(Dataset entries)
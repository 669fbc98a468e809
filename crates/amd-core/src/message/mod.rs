//! Outgoing WhatsApp/e-mail messages and reference-number injection.

use std::sync::LazyLock;

use regex::Regex;

use crate::lead::{FormData, Service};

static REFERENCE_LINE: LazyLock<Regex> = LazyLock::new(|| {
    Regex::new(r"^\s*(Reference|Referenz|Ref\.?|رقم المرجع)\s*:").expect("valid reference regex")
});

/// Placeholders a template may carry until the backend returns a number.
pub const PENDING_PLACEHOLDERS: [&str; 3] = ["(pending)", "(ausstehend)", "(قيد الانتظار)"];

/// Fields printed on their own labelled lines, in this order.
const CONTACT_LABELS: [Label; 3] = [Label::Name, Label::Phone, Label::Email];

/// Fields that never appear as extra lines.
const HIDDEN_FIELDS: [&str; 14] = [
    "name",
    "fullname",
    "full_name",
    "firstname",
    "lastname",
    "email",
    "phone",
    "acceptlegal",
    "accept_legal",
    "consent",
    "partnerid",
    "partner_id",
    "locale",
    "lang",
];

#[derive(Debug, Clone, Copy, PartialEq, Eq)]
pub enum Language {
    De,
    En,
    Ar,
}

impl Language {
    /// `ar*` and `en*` map to Arabic and English; everything else to German.
    pub fn from_locale(locale: &str) -> Self {
        let locale = locale.trim().to_ascii_lowercase();
        if locale.starts_with("ar") {
            Self::Ar
        } else if locale.starts_with("en") {
            Self::En
        } else {
            Self::De
        }
    }

    pub const fn reference_label(self) -> &'static str {
        match self {
            Self::De => "Referenz",
            Self::En => "Reference",
            Self::Ar => "رقم المرجع",
        }
    }

    const fn greeting(self) -> &'static str {
        match self {
            Self::De => "Hallo AMD German Center,",
            Self::En => "Hello AMD German Center,",
            Self::Ar => "مرحباً AMD German Center،",
        }
    }

    fn intro(self, service: Service) -> String {
        let subject = service_noun(self, service);
        match self {
            Self::De => format!("ich möchte ein Angebot anfragen ({subject}):"),
            Self::En => format!("I'd like to request an offer ({subject}):"),
            Self::Ar => format!("أرغب بطلب عرض ({subject}):"),
        }
    }

    const fn consent_line(self) -> &'static str {
        match self {
            Self::De => "Zustimmung: Datenschutz & AGB akzeptiert",
            Self::En => "Consent: Privacy policy & terms accepted",
            Self::Ar => "الموافقة: تم قبول سياسة الخصوصية والشروط",
        }
    }
}

#[derive(Debug, Clone, Copy, PartialEq, Eq)]
enum Label {
    Name,
    Phone,
    Email,
    Page,
}

const fn label(language: Language, label: Label) -> &'static str {
    match (language, label) {
        (Language::De | Language::En, Label::Name) => "Name",
        (Language::De, Label::Phone) => "Telefon",
        (Language::En, Label::Phone) => "Phone",
        (Language::De, Label::Email) => "E-Mail",
        (Language::En, Label::Email) => "Email",
        (Language::De, Label::Page) => "Seite",
        (Language::En, Label::Page) => "Page",
        (Language::Ar, Label::Name) => "الاسم",
        (Language::Ar, Label::Phone) => "الهاتف",
        (Language::Ar, Label::Email) => "البريد",
        (Language::Ar, Label::Page) => "الصفحة",
    }
}

const fn service_noun(language: Language, service: Service) -> &'static str {
    match (language, service) {
        (Language::De, Service::Packages) => "Reisepaket",
        (Language::De, Service::Services) => "Service",
        (Language::De | Language::En, Service::Tours) => "Tour",
        (Language::De | Language::En, Service::Transfer) => "Transfer",
        (Language::De, Service::CarRental) => "Mietwagen",
        (Language::En, Service::Packages) => "Travel package",
        (Language::En, Service::Services) => "Services",
        (Language::En, Service::CarRental) => "Rental car",
        (Language::Ar, Service::Packages) => "باقة سياحية",
        (Language::Ar, Service::Services) => "خدمات",
        (Language::Ar, Service::Tours) => "جولة",
        (Language::Ar, Service::Transfer) => "نقل",
        (Language::Ar, Service::CarRental) => "تأجير سيارة",
    }
}

/// Localized labels for the well-known extra fields; others print raw.
fn field_label(language: Language, field: &str) -> String {
    let known = match (language, field.to_ascii_lowercase().as_str()) {
        (Language::De, "dob") => "Geburtsdatum",
        (Language::En, "dob") => "Date of birth",
        (Language::Ar, "dob") => "تاريخ الميلاد",
        (Language::De, "car") => "Wunschfahrzeug",
        (Language::En, "car") => "Car",
        (Language::Ar, "car") => "السيارة",
        (Language::De, "startdate") => "Mietbeginn",
        (Language::En, "startdate") => "Start date",
        (Language::Ar, "startdate") => "بداية الإيجار",
        (Language::De, "enddate") => "Mietende",
        (Language::En, "enddate") => "End date",
        (Language::Ar, "enddate") => "نهاية الإيجار",
        (Language::De, "message" | "notes") => "Wünsche",
        (Language::En, "message" | "notes") => "Notes",
        (Language::Ar, "message" | "notes") => "ملاحظات",
        _ => "",
    };
    if known.is_empty() {
        field.to_string()
    } else {
        known.to_string()
    }
}

/// Localized e-mail subject for a service.
pub fn subject(language: Language, service: Service) -> String {
    let noun = service_noun(language, service);
    match language {
        Language::De => format!("{noun} - Angebot anfordern"),
        Language::En => format!("{noun} - Offer Request"),
        Language::Ar => format!("طلب عرض - {noun}"),
    }
}

/// Compose the outgoing message: greeting, intro, labelled fields, consent,
/// page URL. Empty values print as `-`.
pub fn compose(language: Language, service: Service, form: &FormData, page_url: &str) -> String {
    let mut lines = vec![
        language.greeting().to_string(),
        language.intro(service),
        String::new(),
    ];

    let contact_values = [form.name(), form.phone(), form.email()];
    for (field, value) in CONTACT_LABELS.into_iter().zip(contact_values) {
        lines.push(format!("{}: {}", label(language, field), dash_if_empty(&value)));
    }
    for (name, value) in form.iter() {
        if HIDDEN_FIELDS.contains(&name.to_ascii_lowercase().as_str()) {
            continue;
        }
        lines.push(format!(
            "{}: {}",
            field_label(language, name),
            dash_if_empty(value.trim())
        ));
    }

    lines.push(String::new());
    if form.consent() {
        lines.push(language.consent_line().to_string());
    }
    lines.push(format!("{}: {page_url}", label(language, Label::Page)));
    let mut text = lines.join("\n");
    text.push('\n');
    text
}

fn dash_if_empty(value: &str) -> &str {
    if value.is_empty() {
        "-"
    } else {
        value
    }
}

/// Put `reference` into `message`.
///
/// Replaces the first pending placeholder if there is one, else an existing
/// reference line, else inserts a localized reference line after the
/// greeting. An empty reference leaves the message untouched.
pub fn inject_reference(message: &str, reference: &str, language: Language) -> String {
    let reference = reference.trim();
    if reference.is_empty() {
        return message.to_string();
    }

    if let Some(placeholder) = PENDING_PLACEHOLDERS
        .iter()
        .find(|placeholder| message.contains(*placeholder))
    {
        return message.replacen(placeholder, reference, 1);
    }

    let mut lines: Vec<String> = message.split('\n').map(str::to_string).collect();
    if let Some(line) = lines.iter_mut().find(|line| REFERENCE_LINE.is_match(line)) {
        let label = line
            .split_once(':')
            .map_or(language.reference_label(), |(label, _)| label.trim())
            .to_string();
        *line = format!("{label}: {reference}");
        return lines.join("\n");
    }

    let reference_line = format!("{}: {reference}", language.reference_label());
    if message.is_empty() {
        return reference_line;
    }
    lines.insert(1, reference_line);
    lines.join("\n")
}

/// `https://wa.me/<number>?text=<message>`
pub fn whatsapp_url(number: &str, text: &str) -> String {
    format!("https://wa.me/{number}?text={}", urlencoding::encode(text))
}

/// `mailto:<address>?subject=...&body=...`
pub fn mailto_url(address: &str, subject: &str, body: &str) -> String {
    format!(
        "mailto:{address}?subject={}&body={}",
        urlencoding::encode(subject),
        urlencoding::encode(body)
    )
}
impl BlockDecoder {
    fn new() -> Self {
        Self {
            inner: libdeflater::Decompressor::new(),
            // MTIME(4) + XFL(1) + OS(1) + XLEN(2), the fixed fields between the 4-byte magic
            // and the variable-length extra field.
            header: vec![0u8; 8],
            extra: Vec::new(),
            payload_and_footer: Vec::new(),
        }
    }

    /// Read one BGZF block from `source`, placing its decompressed bytes into `out`.
    ///
    /// Returns `Ok(Some(block_raw_length))` (the on-disk `BSIZE`) on success, or `Ok(None)` if
    /// `source` was already at a clean end of stream (no bytes read at all). `position` is the
    /// source offset this block is expected to start at, used only to annotate errors.
    fn read_block<R: Read>(
        &mut self,
        source: &mut R,
        position: u64,
        out: &mut Vec<u8>,
    ) -> BgzfResult<Option<u64>> {
        let mut magic = [0u8; 4];
        let n = read_fill(source, &mut magic)?;
        if n == 0 {
            return Ok(None);
        }
        if n < 4
            || magic[0] != BGZF_MAGIC_BYTE_A
            || magic[1] != BGZF_MAGIC_BYTE_B
            || magic[2] != BGZF_COMPRESSION_METHOD
            || magic[3] & BGZF_NAME_COMMENT_EXTRA_FLAG == 0
        {
            return Err(BgzfError::FormatError {
                message: format!("bad BGZF magic bytes {magic:02x?}"),
                position,
            });
        }

        source.read_exact(&mut self.header)?;
        let xlen = LittleEndian::read_u16(&self.header[6..8]) as usize;

        self.extra.clear();
        self.extra.resize(xlen, 0);
        source.read_exact(&mut self.extra)?;
        let fields = parse_extra_subfields(&self.extra, position)?;
        let bsize = find_bsize(&fields, position)?;

        let deflate_size = bsize
            .checked_sub(BGZF_FIXED_FRAMING_SIZE + xlen as u64)
            .ok_or(BgzfError::FormatError {
                message: format!("BSIZE {bsize} too small for XLEN {xlen}"),
                position,
            })?;

        // Read the deflate payload together with the 8-byte CRC32/ISIZE trailer: ISIZE is only
        // known once the trailer has been read, but sizing the decompression output requires it.
        self.payload_and_footer.clear();
        self.payload_and_footer.resize((deflate_size as usize) + BGZF_FOOTER_SIZE, 0);
        source.read_exact(&mut self.payload_and_footer)?;

        let footer_start = self.payload_and_footer.len() - BGZF_FOOTER_SIZE;
        let expected_crc = LittleEndian::read_u32(&self.payload_and_footer[footer_start..footer_start + 4]);
        let expected_isize = LittleEndian::read_u32(&self.payload_and_footer[footer_start + 4..]);

        out.clear();
        out.resize(expected_isize as usize, 0);
        if expected_isize != 0 {
            let deflate_payload = &self.payload_and_footer[..footer_start];
            let bytes_decompressed = self.inner.deflate_decompress(deflate_payload, out)?;
            if bytes_decompressed != out.len() {
                return Err(BgzfError::FormatError {
                    message: format!(
                        "decompressed {bytes_decompressed} bytes, expected ISIZE {expected_isize}"
                    ),
                    position,
                });
            }
        }

        let mut crc = libdeflater::Crc::new();
        crc.update(out);
        if crc.sum() != expected_crc {
            return Err(BgzfError::InvalidChecksum { found: crc.sum(), expected: expected_crc });
        }

        Ok(Some(bsize))
    }
}
//! Server entry point: dual-stack TCP accept loop plus the actor it feeds
//! (spec §4.2). Grounded on `examples/mattx86-myq2-rust`'s `socket2`
//! dual-stack/`set_nodelay` setup pattern and
//! `examples/original_source/src/server.h::connect_loop`/`handle_new_connection`.

mod actor;
mod connection;
mod state;

pub use state::{Phase, ServerConfig};

use crate::error::ConnectError;
use crate::logger::Logger;
use actor::{ActorEvent, ServerActor, MAX_CONNECTIONS};
use socket2::{Domain, Socket, Type};
use std::sync::atomic::{AtomicU64, Ordering};
use std::sync::Arc;
use tokio::net::TcpListener;
use tokio::sync::{mpsc, Semaphore};

/// Binds a dual-stack IPv6 TCP listener on `port` (spec §6: "server binds
/// dual-stack IPv6 TCP on `port`").
fn bind_dual_stack(port: u16) -> Result<TcpListener, ConnectError> {
    let addr = std::net::SocketAddr::new(std::net::Ipv6Addr::UNSPECIFIED.into(), port);
    let socket = Socket::new(Domain::IPV6, Type::STREAM, None).map_err(|source| ConnectError::Bind {
        addr: addr.to_string(),
        source,
    })?;
    socket.set_only_v6(false).map_err(|source| ConnectError::Bind { addr: addr.to_string(), source })?;
    socket.set_reuse_address(true).map_err(|source| ConnectError::Bind { addr: addr.to_string(), source })?;
    socket
        .bind(&addr.into())
        .map_err(|source| ConnectError::Bind { addr: addr.to_string(), source })?;
    socket
        .listen(1024)
        .map_err(|source| ConnectError::Bind { addr: addr.to_string(), source })?;
    socket.set_nonblocking(true).map_err(|source| ConnectError::Bind { addr: addr.to_string(), source })?;
    TcpListener::from_std(socket.into()).map_err(|source| ConnectError::Bind { addr: addr.to_string(), source })
}

pub async fn run(config: ServerConfig, logger: Arc<Logger>) -> Result<(), ConnectError> {
    let listener = bind_dual_stack(config.port)?;
    logger.info(format!("listening on port {}", config.port));

    let (actor_tx, actor_rx) = mpsc::unbounded_channel::<ActorEvent>();
    let actor = ServerActor::new(config, logger.clone());
    tokio::spawn(actor.run(actor_rx));

    let slots = Arc::new(Semaphore::new(MAX_CONNECTIONS));
    let next_conn_id = AtomicU64::new(0);

    loop {
        let (stream, addr) = match listener.accept().await {
            Ok(pair) => pair,
            Err(err) => {
                logger.debug(format!("accept error: {err}"));
                continue;
            }
        };

        let Ok(permit) = Arc::clone(&slots).try_acquire_owned() else {
            logger.debug(format!("connection limit ({MAX_CONNECTIONS}) reached, closing {addr}"));
            drop(stream);
            continue;
        };

        if let Err(err) = stream.set_nodelay(true) {
            logger.debug(format!("failed to set TCP_NODELAY for {addr}: {err}"));
        }

        let conn_id = next_conn_id.fetch_add(1, Ordering::Relaxed);
        let (reader, writer) = connection::spawn(conn_id, stream, addr, actor_tx.clone(), logger.clone());
        // The semaphore permit is released (and the slot freed) only once
        // both of this connection's tasks have exited.
        tokio::spawn(async move {
            let _permit = permit;
            let _ = tokio::join!(reader, writer);
        });
    }
}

The task:
Exactly as written, please reproduce the lines from the first line of the data to the line containing "returns a number.", inclusive, and nothing else.

Response to the task:
repository 669fbc98a468e809
filename crates/amd-core/src/message/mod.rs
//! Outgoing WhatsApp/e-mail messages and reference-number injection.

use std::sync::LazyLock;

use regex::Regex;

use crate::lead::{FormData, Service};

static REFERENCE_LINE: LazyLock<Regex> = LazyLock::new(|| {
    Regex::new(r"^\s*(Reference|Referenz|Ref\.?|رقم المرجع)\s*:").expect("valid reference regex")
});

/// Placeholders a template may carry until the backend returns a number.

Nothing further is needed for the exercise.